Buyers are asking AI assistants which software to buy. I wanted to know whether that changes who gets recommended, so I measured it instead of guessing.
Nine B2B SaaS companies across five categories — project management, product analytics, help desk, knowledge base, CRM. For each one I generated five decision-stage buying questions, ran them through an AI assistant with live web search enabled, and recorded every product named in the answer.
The spread was much wider than I expected.
| Visibility | Company |
|---|---|
| 100% | Missive — shared inbox (named in every answer) |
| 80% | Linear — project management |
| 60% | a Gmail-based CRM |
| 40% | an open-source analytics tool |
| 20% | a knowledge base tool |
| 0% | four companies, across four different categories |
I've named the two strongest performers and anonymised the rest. Publishing a list of companies that scored badly seemed like a hostile thing to do to businesses that never asked to be measured.
Four of nine were not named a single time across five buying questions in their own category. Not ranked low. Absent.
There's very little middle. Established companies with years of accumulated content and third-party mentions score high. Newer challengers — including ones with real products, real customers, and well-optimised comparison pages — score zero.
This is not a gentle ranking penalty. In traditional search a challenger sits on page two. In an AI answer there is no page two. You are named or you are not, and four of these nine simply were not.

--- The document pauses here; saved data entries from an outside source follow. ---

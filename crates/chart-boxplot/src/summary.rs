//! Everything needed to draw one box

use crate::quartiles::{median, quartiles};
use crate::whisker::WhiskerCapper;
use chart_axis::{AxisBounds, AxisBoundsOptimizer};
use chart_core::utils::sorted;
use chart_core::Result;
use serde::{Deserialize, Serialize};
use std::fmt;
use tracing::{debug, instrument};

/// Multiple of the IQR the raw whiskers reach beyond the box
pub const WHISKER_IQR_MULTIPLE: f64 = 1.5;

/// How whiskers and outliers are drawn
#[derive(Debug, Clone, Copy, Default, PartialEq, Eq, Hash, Serialize, Deserialize)]
#[serde(rename_all = "snake_case")]
pub enum BoxplotType {
    /// Whiskers run to the sample minimum and maximum, no outliers
    MinMaxWhiskers,
    /// Whiskers capped at 1.5 IQR, values beyond them not drawn
    HideOutliers,
    /// Whiskers capped at 1.5 IQR, values beyond them drawn as outliers
    #[default]
    #[serde(rename = "iqr_based")]
    Inside1Point5TimesIqr,
}

impl fmt::Display for BoxplotType {
    fn fmt(&self, f: &mut fmt::Formatter<'_>) -> fmt::Result {
        let name = match self {
            BoxplotType::MinMaxWhiskers => "min-max whiskers",
            BoxplotType::HideOutliers => "hide outliers",
            BoxplotType::Inside1Point5TimesIqr => "IQR-based",
        };
        f.write_str(name)
    }
}

/// Box edges, median, whiskers and outliers for one sample
#[derive(Debug, Clone, PartialEq, Serialize)]
pub struct BoxSummary {
    /// Lower quartile
    pub box_bottom: f64,
    /// Upper quartile
    pub box_top: f64,
    /// Median
    pub median: f64,
    /// Lower whisker, always an observed value or the box edge
    pub bottom_whisker: f64,
    /// Upper whisker, always an observed value or the box edge
    pub top_whisker: f64,
    /// Values beyond the whiskers, in sample order
    pub outliers: Vec<f64>,
    /// Drawing style the summary was computed for
    pub boxplot_type: BoxplotType,
}

impl BoxSummary {
    /// Summarise a non-empty sample of finite values
    #[instrument(skip(sample), fields(n = sample.len()))]
    pub fn from_sample(sample: &[f64], boxplot_type: BoxplotType) -> Result<Self> {
        let (box_bottom, box_top) = quartiles(sample)?;
        let median = median(sample)?;
        let vals = sorted(sample);

        let (bottom_whisker, top_whisker) = match boxplot_type {
            BoxplotType::MinMaxWhiskers => (vals[0], vals[vals.len() - 1]),
            BoxplotType::HideOutliers | BoxplotType::Inside1Point5TimesIqr => {
                let reach = WHISKER_IQR_MULTIPLE * (box_top - box_bottom);
                (
                    WhiskerCapper.cap_bottom(box_bottom - reach, box_bottom, &vals)?,
                    WhiskerCapper.cap_top(box_top + reach, box_top, &vals)?,
                )
            }
        };

        let outliers: Vec<f64> = match boxplot_type {
            BoxplotType::Inside1Point5TimesIqr => sample
                .iter()
                .copied()
                .filter(|&v| v < bottom_whisker || v > top_whisker)
                .collect(),
            _ => Vec::new(),
        };

        debug!(
            box_bottom,
            box_top,
            bottom_whisker,
            top_whisker,
            n_outliers = outliers.len(),
            "box summarised"
        );
        Ok(Self {
            box_bottom,
            box_top,
            median,
            bottom_whisker,
            top_whisker,
            outliers,
            boxplot_type,
        })
    }

    /// Interquartile range
    pub fn iqr(&self) -> f64 {
        self.box_top - self.box_bottom
    }

    /// Lowest point drawn for this box
    pub fn lowest(&self) -> f64 {
        self.outliers
            .iter()
            .copied()
            .fold(self.bottom_whisker, f64::min)
    }

    /// Highest point drawn for this box
    pub fn highest(&self) -> f64 {
        self.outliers.iter().copied().fold(self.top_whisker, f64::max)
    }
}

/// Shared y-axis for a set of boxes
///
/// Spans every whisker and outlier, padded by the axis optimizer. `None`
/// when there are no boxes.
pub fn y_axis_bounds(boxes: &[BoxSummary]) -> Option<AxisBounds> {
    let min_y = boxes.iter().map(BoxSummary::lowest).reduce(f64::min)?;
    let max_y = boxes.iter().map(BoxSummary::highest).reduce(f64::max)?;
    Some(AxisBoundsOptimizer.optimize(min_y, max_y))
}

#[cfg(test)]
mod tests {
    use super::*;
    use approx::assert_relative_eq;

    fn with_outlier() -> Vec<f64> {
        vec![5.0, 1.0, 2.0, 100.0, 3.0, 4.0, 6.0, 7.0, 8.0]
    }

    #[test]
    fn test_iqr_based() {
        let summary = BoxSummary::from_sample(&with_outlier(), BoxplotType::default()).unwrap();
        assert_eq!(summary.box_bottom, 2.5);
        assert_eq!(summary.box_top, 7.5);
        assert_eq!(summary.median, 5.0);
        assert_eq!(summary.iqr(), 5.0);
        assert_eq!(summary.bottom_whisker, 1.0);
        assert_eq!(summary.top_whisker, 8.0);
        assert_eq!(summary.outliers, vec![100.0]);
        assert_eq!(summary.highest(), 100.0);
    }

    #[test]
    fn test_hide_outliers() {
        let summary = BoxSummary::from_sample(&with_outlier(), BoxplotType::HideOutliers).unwrap();
        assert_eq!(summary.top_whisker, 8.0);
        assert!(summary.outliers.is_empty());
    }

    #[test]
    fn test_min_max_whiskers() {
        let summary = BoxSummary::from_sample(&with_outlier(), BoxplotType::MinMaxWhiskers).unwrap();
        assert_eq!(summary.bottom_whisker, 1.0);
        assert_eq!(summary.top_whisker, 100.0);
        assert!(summary.outliers.is_empty());
    }

    #[test]
    fn test_single_value() {
        let summary = BoxSummary::from_sample(&[3.0], BoxplotType::default()).unwrap();
        assert_eq!(summary.box_bottom, 3.0);
        assert_eq!(summary.bottom_whisker, 3.0);
        assert_eq!(summary.top_whisker, 3.0);
        assert!(summary.outliers.is_empty());
    }

    #[test]
    fn test_empty_sample() {
        assert!(BoxSummary::from_sample(&[], BoxplotType::default()).is_err());
    }

    #[test]
    fn test_y_axis_bounds() {
        let boxes = vec![
            BoxSummary::from_sample(&with_outlier(), BoxplotType::default()).unwrap(),
            BoxSummary::from_sample(&[20.0, 22.0, 24.0], BoxplotType::default()).unwrap(),
        ];
        let bounds = y_axis_bounds(&boxes).unwrap();
        assert_eq!(bounds.min, 0.0);
        assert_relative_eq!(bounds.max, 109.9);
        assert!(y_axis_bounds(&[]).is_none());
    }

    #[test]
    fn test_boxplot_type_names() {
        assert_eq!(BoxplotType::default(), BoxplotType::Inside1Point5TimesIqr);
        assert_eq!(BoxplotType::HideOutliers.to_string(), "hide outliers");
        assert_eq!(
            serde_json::to_string(&BoxplotType::Inside1Point5TimesIqr).unwrap(),
            "\"iqr_based\""
        );
        let parsed: BoxplotType = serde_json::from_str("\"min_max_whiskers\"").unwrap();
        assert_eq!(parsed, BoxplotType::MinMaxWhiskers);
    }
}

One company — an open-source analytics tool — had its own website cited as a source in 5 of 5 answers, and was recommended in 2.
The assistant was reading their documentation to learn about the category, then recommending competitors.
Their content is doing the work of educating the model, and someone else is collecting the recommendation. I've started calling this the citation–recommendation gap, and it showed up repeatedly:
Being the page AI reads is not the same as being the answer AI gives. Those are different problems and probably need different fixes.
Reasonable objection, so I tested it. I re-ran one company at 25 questions instead of 5. Visibility was 0% both times — same result, five times the sample.
That's one company, not a proof. But it's evidence the small sample isn't just noise, and it's cheap enough that anyone can replicate it.
Open an AI assistant and ask the question your best customer would ask right before choosing someone in your category. Not "what is a CRM" — something like "best CRM for a 10-person sales team that lives in Gmail."
Count the companies it names. Check whether you're one of them.
That's a 30-second version of what I did, and for four of these nine companies the answer would have been genuinely unpleasant.